Friday, 8 June 2012

The Opposite Force To Gravitational Pull...


Weight – or is it mass? I never quite remember which is the opposite force to gravity and which is actually the measurement of me, myself and my flab. Yes, this blog post is about my weight and how I’m actually okay with it. I’ve only realised this recently, maybe ever since I got some clothes that I really like and are quite ‘fashionable’ but its also been a long time coming.

I like food. I like chocolate – and cake, and cookies, and biscuits, and all other addictive sweet foods. I also like fancy crisps, pizza, chinese food, indian food and all of the other delectable savoury foods that clog up your arteries. But I love fresh fruit, veg and healthy food as well. I enjoy a well-rounded diet. Ridiculously I usually eat 1000-1500kcals a day (which to all in the know, understand that that is a low amount of kcals).

Yes I actually do have a glandular problem. I have the dreaded Underactive Thyroid. Was diagnosed when I was thirteen – I had stopped growing upwards oh and had a fat ass lump on my throat (Goitre), which I still have now… I am on an average/slightly above average dose of levothyroxine which I always forget to take… and guess what – I AM NOT OBESE. Any obese person who blames an underactive thyroid – tell them to piss off and stop eating so much shit and laying in bed all day. I don’t take my tablets and I’m not obese and I rarely exercise more than the occasional jog and horse ride (which is actually knackering if you focus on trotting for about an hour!)
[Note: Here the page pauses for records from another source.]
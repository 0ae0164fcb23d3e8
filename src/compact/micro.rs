//! Micro-compaction
//!
//! Cheap first-pass pruning applied to the archive window before it is
//! summarized. Prunes verbose tool payloads while keeping every message, its
//! role, and the call/result pairing intact. No model calls, deterministic,
//! never errors.

use crate::conversation::{FunctionCall, Message, Role, ToolCall};

use super::{ARCHIVE_TOOL_RESULT_LIMIT, TRUNCATION_MARKER};

/// Cut `s` at `limit` bytes, backing off to a char boundary.
pub(crate) fn truncate_at_boundary(s: &str, limit: usize) -> &str {
    if s.len() <= limit {
        return s;
    }
    let mut end = limit;
    while !s.is_char_boundary(end) {
        end -= 1;
    }
    &s[..end]
}

/// Prune verbose tool call arguments and tool results.
///
/// Returns a new conversation of equal length and role sequence:
///
/// - tool call arguments longer than [`ARCHIVE_TOOL_RESULT_LIMIT`] are cut
///   and marked; id, type, and function name are copied verbatim
/// - `tool`-role content longer than the same limit is cut and marked
/// - `user` and `assistant` content is never touched, regardless of length
pub fn micro_compact(messages: &[Message]) -> Vec<Message> {
    let mut result = Vec::with_capacity(messages.len());

    for msg in messages {
        let mut new_msg = msg.clone();

        if let Some(tool_calls) = &msg.tool_calls {
            new_msg.tool_calls = Some(
                tool_calls
                    .iter()
                    .map(|tc| {
                        let args = &tc.function.arguments;
                        let arguments = if args.len() > ARCHIVE_TOOL_RESULT_LIMIT {
                            format!(
                                "{}{}",
                                truncate_at_boundary(args, ARCHIVE_TOOL_RESULT_LIMIT),
                                TRUNCATION_MARKER
                            )
                        } else {
                            args.clone()
                        };
                        ToolCall {
                            id: tc.id.clone(),
                            kind: tc.kind.clone(),
                            function: FunctionCall {
                                name: tc.function.name.clone(),
                                arguments,
                            },
                        }
                    })
                    .collect(),
            );
        }

        if msg.role == Role::Tool && msg.content.len() > ARCHIVE_TOOL_RESULT_LIMIT {
            new_msg.content = format!(
                "{}{}",
                truncate_at_boundary(&msg.content, ARCHIVE_TOOL_RESULT_LIMIT),
                TRUNCATION_MARKER
            );
        }

        result.push(new_msg);
    }

    result
}

#[cfg(test)]
mod tests {
    use super::*;
    use crate::conversation::{Message, Role, ToolCall};

    #[test]
    fn test_preserves_count_and_roles() {
        let msgs = vec![
            Message::system("sys"),
            Message::user("u"),
            Message::assistant("a"),
            Message::tool_result("c1", "t", "r"),
        ];
        let result = micro_compact(&msgs);
        assert_eq!(result.len(), msgs.len());
        for (before, after) in msgs.iter().zip(&result) {
            assert_eq!(before.role, after.role);
        }
    }

    #[test]
    fn test_truncates_long_tool_result() {
        let msgs = vec![Message::tool_result("c1", "query", &"x".repeat(1000))];
        let result = micro_compact(&msgs);
        assert_eq!(
            result[0].content.len(),
            ARCHIVE_TOOL_RESULT_LIMIT + TRUNCATION_MARKER.len()
        );
        assert!(result[0].content.ends_with(TRUNCATION_MARKER));
        // Pairing metadata survives
        assert_eq!(result[0].tool_call_id.as_deref(), Some("c1"));
        assert_eq!(result[0].name.as_deref(), Some("query"));
    }

    #[test]
    fn test_short_tool_result_untouched() {
        let content = "x".repeat(ARCHIVE_TOOL_RESULT_LIMIT);
        let msgs = vec![Message::tool_result("c1", "query", &content)];
        let result = micro_compact(&msgs);
        assert_eq!(result[0].content, content);
    }

    #[test]
    fn test_never_truncates_user_or_assistant() {
        let long = "y".repeat(5000);
        let msgs = vec![Message::user(&long), Message::assistant(&long)];
        let result = micro_compact(&msgs);
        assert_eq!(result[0].content, long);
        assert_eq!(result[1].content, long);
    }

    #[test]
    fn test_truncates_long_tool_call_arguments() {
        let args = "a".repeat(800);
        let msgs = vec![Message::assistant_with_tools(
            "",
            vec![ToolCall::function("call_1", "bulk_update", &args)],
        )];
        let result = micro_compact(&msgs);
        let tc = &result[0].tool_calls.as_ref().unwrap()[0];
        assert_eq!(tc.id, "call_1");
        assert_eq!(tc.function.name, "bulk_update");
        assert_eq!(
            tc.function.arguments.len(),
            ARCHIVE_TOOL_RESULT_LIMIT + TRUNCATION_MARKER.len()
        );
    }

    #[test]
    fn test_arguments_at_limit_untouched() {
        let args = "a".repeat(ARCHIVE_TOOL_RESULT_LIMIT);
        let msgs = vec![Message::assistant_with_tools(
            "",
            vec![ToolCall::function("call_1", "t", &args)],
        )];
        let result = micro_compact(&msgs);
        assert_eq!(
            result[0].tool_calls.as_ref().unwrap()[0].function.arguments,
            args
        );
    }

    #[test]
    fn test_multibyte_boundary() {
        // Build a tool result of multi-byte chars crossing the limit
        let content = "é".repeat(400); // 800 bytes
        let msgs = vec![Message::tool_result("c1", "t", &content)];
        let result = micro_compact(&msgs);
        assert!(result[0].content.ends_with(TRUNCATION_MARKER));
        // Valid UTF-8 and not longer than limit + marker
        assert!(result[0].content.len() <= ARCHIVE_TOOL_RESULT_LIMIT + TRUNCATION_MARKER.len());
    }

    #[test]
    fn test_role_tool() {
        let msgs = vec![Message::tool_result("c1", "t", "short")];
        let result = micro_compact(&msgs);
        assert_eq!(result[0].role, Role::Tool);
        assert_eq!(result[0].content, "short");
    }
}
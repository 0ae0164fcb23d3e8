//! Language-model transport
//!
//! Defines the [`LlmProvider`] trait plus the request/response types of an
//! OpenAI-compatible chat-completions API, and re-exports the default
//! [`OpenAiClient`] implementation. One request per call; the orchestrator
//! coarsens responses into step-based stream events, so no token-by-token
//! streaming is required from the transport.

pub mod openai;

pub use openai::OpenAiClient;

use async_trait::async_trait;
use serde::{Deserialize, Serialize};

use crate::conversation::Message;
use crate::error::Result;

/// A tool definition passed to the model in function-calling schema.
#[derive(Debug, Clone, Serialize, Deserialize)]
pub struct Tool {
    /// Type tag (always "function")
    #[serde(rename = "type")]
    pub kind: String,
    /// Function name, description, and parameter schema
    pub function: ToolFunction,
}

/// Function-calling schema for a single tool.
#[derive(Debug, Clone, Serialize, Deserialize)]
pub struct ToolFunction {
    /// Tool name (must be unique within the catalog)
    pub name: String,
    /// Human-readable description shown to the model
    pub description: String,
    /// JSON Schema describing the tool's arguments
    pub parameters: serde_json::Value,
}

impl Tool {
    /// Build a function-type tool definition.
    pub fn function(name: &str, description: &str, parameters: serde_json::Value) -> Self {
        Self {
            kind: "function".to_string(),
            function: ToolFunction {
                name: name.to_string(),
                description: description.to_string(),
                parameters,
            },
        }
    }
}

/// A chat completion request payload.
#[derive(Debug, Clone, Serialize)]
pub struct ChatRequest {
    /// Model identifier
    pub model: String,
    /// Conversation history, system message first when present
    pub messages: Vec<Message>,
    /// Available tools; omitted from the wire when empty
    #[serde(skip_serializing_if = "Vec::is_empty")]
    pub tools: Vec<Tool>,
    /// Sampling temperature
    pub temperature: f32,
}

/// A chat completion response.
#[derive(Debug, Clone, Deserialize)]
pub struct ChatResponse {
    /// Response choices; a response with zero choices is a transport-level
    /// failure as far as the orchestrator is concerned
    pub choices: Vec<Choice>,
    /// Token usage, when the server reports it
    #[serde(default)]
    pub usage: Option<Usage>,
}

/// One completion choice.
#[derive(Debug, Clone, Deserialize)]
pub struct Choice {
    /// The model's message
    pub message: Message,
    /// Why generation stopped ("stop", "tool_calls", ...)
    #[serde(default)]
    pub finish_reason: Option<String>,
}

/// Token usage reported by the server.
#[derive(Debug, Clone, Deserialize)]
pub struct Usage {
    pub prompt_tokens: u32,
    pub completion_tokens: u32,
    pub total_tokens: u32,
}

/// Trait for language-model transports.
///
/// Implementations translate a [`ChatRequest`] into one HTTP round-trip (or a
/// scripted response, in tests) and surface any failure as
/// `AgentError::Provider`.
#[async_trait]
pub trait LlmProvider: Send + Sync {
    /// Send one chat completion request.
    async fn chat(&self, req: ChatRequest) -> Result<ChatResponse>;
}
I’m 5ft 5(ish) and an average size 14 – sometimes a 12, sometimes I push a 16 – depends on the shop and the clothes themselves, I have learnt to not care about sizing as some places sell clothes that couldn’t fit a toddler and label them size 18! I have the coveted hourglass figure (not that I enjoy this, I find dressing to look slim is really hard when your figure demands you have chunky thighs, hips and upper half – yes I do have a nice curve to my waist but in all honesty I just feel it makes me look bigger).

Oh how much I have longed for the skinny, ‘heroin chic’ figure and even though this blog is about my acceptance of my body I know I will have one of those bad days where you just curse every inch of your flesh and I will long, again, to be super skinny.

However for now I am okay with what I have. Yes so I am bigger than some girls but I’m not that unfit, I am fit enough to do what I want with my life (I can stay on a bucking, mental horse with ease physically – mentally I’m bricking it, but physically I don’t shift) and I never find girls who are super toned that desirable anyway – girls are meant to be soft, that is my one slightly sexist view on the world. When in underwear I appreciate my figure the most – the curves, waist and distribution is much nicer out of clothes than in them.

This isn’t to say all my insecurities are gone. Far from it. Physically my body is flawed with stretch marks due to my thyroid (when I got put on medication I had some pretty drastic growth spurts) which will never go away. I have a really red complexion which I hate, I also have terrible teeth positioning and my lips are tiny and give the constant look of puffy cheeks. All in all, some days I really hate how I look. Other days – when I am able to get my eyeliner just right – I think I look OK.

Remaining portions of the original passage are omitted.